▸ TASK INSTRUCTIONS
Would you write out the data below exactly, with every line intact?
:: INFORMATION GIVEN
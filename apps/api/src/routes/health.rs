use axum::{extract::State, Json};
use serde_json::{json, Value};

use crate::state::AppState;

/// GET /health
/// Returns a simple status object with service version and live session count.
pub async fn health_handler(State(state): State<AppState>) -> Json<Value> {
    Json(json!({
        "status": "ok",
        "version": env!("CARGO_PKG_VERSION"),
        "service": "jd-boolean-api",
        "active_sessions": state.sessions.len().await
    }))
}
::::
▸ SOLUTION
filename apps/api/src/routes/health.rs
use axum::{extract::State, Json};
use serde_json::{json, Value};

use crate::state::AppState;

/// GET /health
/// Returns a simple status object with service version and live session count.
pub async fn health_handler(State(state): State<AppState>) -> Json<Value> {
    Json(json!({
        "status": "ok",
        "version": env!("CARGO_PKG_VERSION"),
        "service": "jd-boolean-api",
        "active_sessions": state.sessions.len().await
    }))
}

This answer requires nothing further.